As though he were embarrassed, Leila thought, surprised. "The Albanians sound rather like the Irish," she said. "Imaginative. Poetic. They made you special."

"With some help from my mother." He darted her a veiled glance. "It was from her I inherited my guile. If not for guile, I should not be what I am today."

After another pause, he went on. "When Ali heard of this strange little boy, his curiosity overcame him. He came to look at me, and while he looked, my mother told him the dream she'd had of my destiny. I doubt she had such a dream. She was a skilled liar and deceived him because she wanted to live in luxury. She succeeded, for Ali took my family back with him to his court. He was the greatest miser in all the Ottoman Empire, but because of her lies, he paid to send me abroad, to be educated among westerners. In Italy, France, and England. Here I attended Westminster and Oxford."

That explained the public school accent.

"It was only for a few years," he continued, "because I learned quickly, and soon outpaced my masters."

There was another silence, a very long one. Leila was afraid to break it.

The lines at the corners of his eyes tightened when he spoke again. "As I said, the future my mother predicted was a lie. But I grew up believing it. When I reached my young manhood, I determined that the first step toward achieving my destiny was to overthrow Ali."

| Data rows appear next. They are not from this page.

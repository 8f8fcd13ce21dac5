//! The diagnostic record itself.

use crate::code::DiagnosticCode;
use crate::label::Label;
use crate::severity::Severity;
use serde::{Deserialize, Serialize};
use strobe_source::Span;

/// A single reported problem or advisory.
///
/// The message is already formatted (type names and identifiers are spliced
/// in by the code that creates it); `labels` and `notes` add context.
#[derive(Clone, Debug, Serialize, Deserialize)]
pub struct Diagnostic {
    /// How serious the problem is.
    pub severity: Severity,
    /// Stable code identifying the kind of problem.
    pub code: DiagnosticCode,
    /// Primary message.
    pub message: String,
    /// Where the problem was detected.
    pub primary_span: Span,
    /// Secondary annotated locations.
    pub labels: Vec<Label>,
    /// Trailing explanatory notes.
    pub notes: Vec<String>,
}

impl Diagnostic {
    /// Creates a diagnostic with an explicit severity.
    pub fn new(
        severity: Severity,
        code: DiagnosticCode,
        message: impl Into<String>,
        span: Span,
    ) -> Self {
        Self {
            severity,
            code,
            message: message.into(),
            primary_span: span,
            labels: Vec::new(),
            notes: Vec::new(),
        }
    }

    /// Creates an error diagnostic.
    pub fn error(code: DiagnosticCode, message: impl Into<String>, span: Span) -> Self {
        Self::new(Severity::Error, code, message, span)
    }

    /// Creates a warning diagnostic.
    pub fn warning(code: DiagnosticCode, message: impl Into<String>, span: Span) -> Self {
        Self::new(Severity::Warning, code, message, span)
    }

    /// Adds a label.
    pub fn with_label(mut self, label: Label) -> Self {
        self.labels.push(label);
        self
    }

    /// Adds a note.
    pub fn with_note(mut self, note: impl Into<String>) -> Self {
        self.notes.push(note.into());
        self
    }

    /// Returns `true` if this diagnostic has error severity.
    pub fn is_error(&self) -> bool {
        self.severity.is_error()
    }
}

#[cfg(test)]
mod tests {
    use super::*;
    use crate::code::Category;

    #[test]
    fn error_constructor() {
        let code = DiagnosticCode::new(Category::Error, 301);
        let diag = Diagnostic::error(code, "delay value must be numeric", Span::DUMMY);
        assert!(diag.is_error());
        assert_eq!(diag.code.to_string(), "E301");
        assert!(diag.labels.is_empty());
    }

    #[test]
    fn warning_constructor() {
        let code = DiagnosticCode::new(Category::Warning, 300);
        let diag = Diagnostic::warning(code, "event expression is constant", Span::DUMMY);
        assert_eq!(diag.severity, Severity::Warning);
        assert!(!diag.is_error());
    }

    #[test]
    fn builder_methods_accumulate() {
        let code = DiagnosticCode::new(Category::Error, 307);
        let diag = Diagnostic::error(code, "repeat control requires an event", Span::DUMMY)
            .with_label(Label::secondary(Span::DUMMY, "repeat count here"))
            .with_note("only event controls can be repeated");
        assert_eq!(diag.labels.len(), 1);
        assert_eq!(diag.notes.len(), 1);
    }
}
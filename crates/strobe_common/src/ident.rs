//! Interned identifiers for signal, parameter and clocking-block names.

use lasso::ThreadedRodeo;
use serde::{Deserialize, Serialize};

/// An interned name appearing in syntax, scopes or bound expressions.
///
/// The wrapped `u32` indexes the [`Interner`] that produced it, so equality
/// and hashing never touch the string itself.
#[derive(Clone, Copy, PartialEq, Eq, Hash, Debug, Serialize, Deserialize)]
pub struct Ident(u32);

impl Ident {
    /// Creates an `Ident` from a raw index. Intended for tests and deserialization.
    pub fn from_raw(index: u32) -> Self {
        Self(index)
    }

    /// Returns the raw index of this identifier.
    pub fn as_raw(self) -> u32 {
        self.0
    }
}

// SAFETY: the key is a plain `u32` and `try_from_usize` rejects anything wider.
unsafe impl lasso::Key for Ident {
    fn into_usize(self) -> usize {
        self.0 as usize
    }

    fn try_from_usize(int: usize) -> Option<Self> {
        u32::try_from(int).ok().map(Ident)
    }
}

/// Thread-safe string interner shared by the syntax producer and the binder.
pub struct Interner {
    rodeo: ThreadedRodeo<Ident>,
}

impl Interner {
    /// Creates an empty interner.
    pub fn new() -> Self {
        Self {
            rodeo: ThreadedRodeo::new(),
        }
    }

    /// Interns `s`, returning the existing [`Ident`] when it was seen before.
    pub fn get_or_intern(&self, s: &str) -> Ident {
        self.rodeo.get_or_intern(s)
    }

    /// Resolves an [`Ident`] back to its text.
    ///
    /// # Panics
    ///
    /// Panics if `ident` was produced by a different interner.
    pub fn resolve(&self, ident: Ident) -> &str {
        self.rodeo.resolve(&ident)
    }
}

impl Default for Interner {
    fn default() -> Self {
        Self::new()
    }
}
//! Structured diagnostics emitted while binding timing controls.
//!
//! A [`Diagnostic`] carries a [`Severity`], a stable [`DiagnosticCode`], a
//! message and source [`Label`]s. Binding never fails with a Rust error for
//! user mistakes; it pushes diagnostics into a [`DiagnosticSink`] and keeps
//! going. Turning diagnostics into text is left to the host compiler.

#![warn(missing_docs)]

pub mod code;
pub mod diagnostic;
pub mod label;
pub mod severity;
pub mod sink;

pub use code::{Category, DiagnosticCode, ParseCodeError};
pub use diagnostic::Diagnostic;
pub use label::{Label, LabelStyle};
pub use severity::Severity;
pub use sink::DiagnosticSink;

He cast her another glance from under his lashes. "You must believe that by this time I owed him nothing. Every coin he'd spent had been paid back threefold in service. I brought him considerable wealth. It was my people I owed—or so I believed in my youthful arrogance. I set out to destroy the tyrant. I failed. He repaid my treachery by having me poisoned. By slow degrees."

The hairs on the back of her neck lifted.

He laughed softly, mockingly. "But I am very hard to kill, as others besides Ali have learned to their annoyance. Two loyal servants rescued me. In time, after a few other illfated enterprises, Fate led me to Lord Quentin. It was he who found a productive—and profitable—use for my peculiar assortment of talents. What I have done since then I am not at liberty to reveal, even to you. Suffice to say the Vingt-Huit matter was typical."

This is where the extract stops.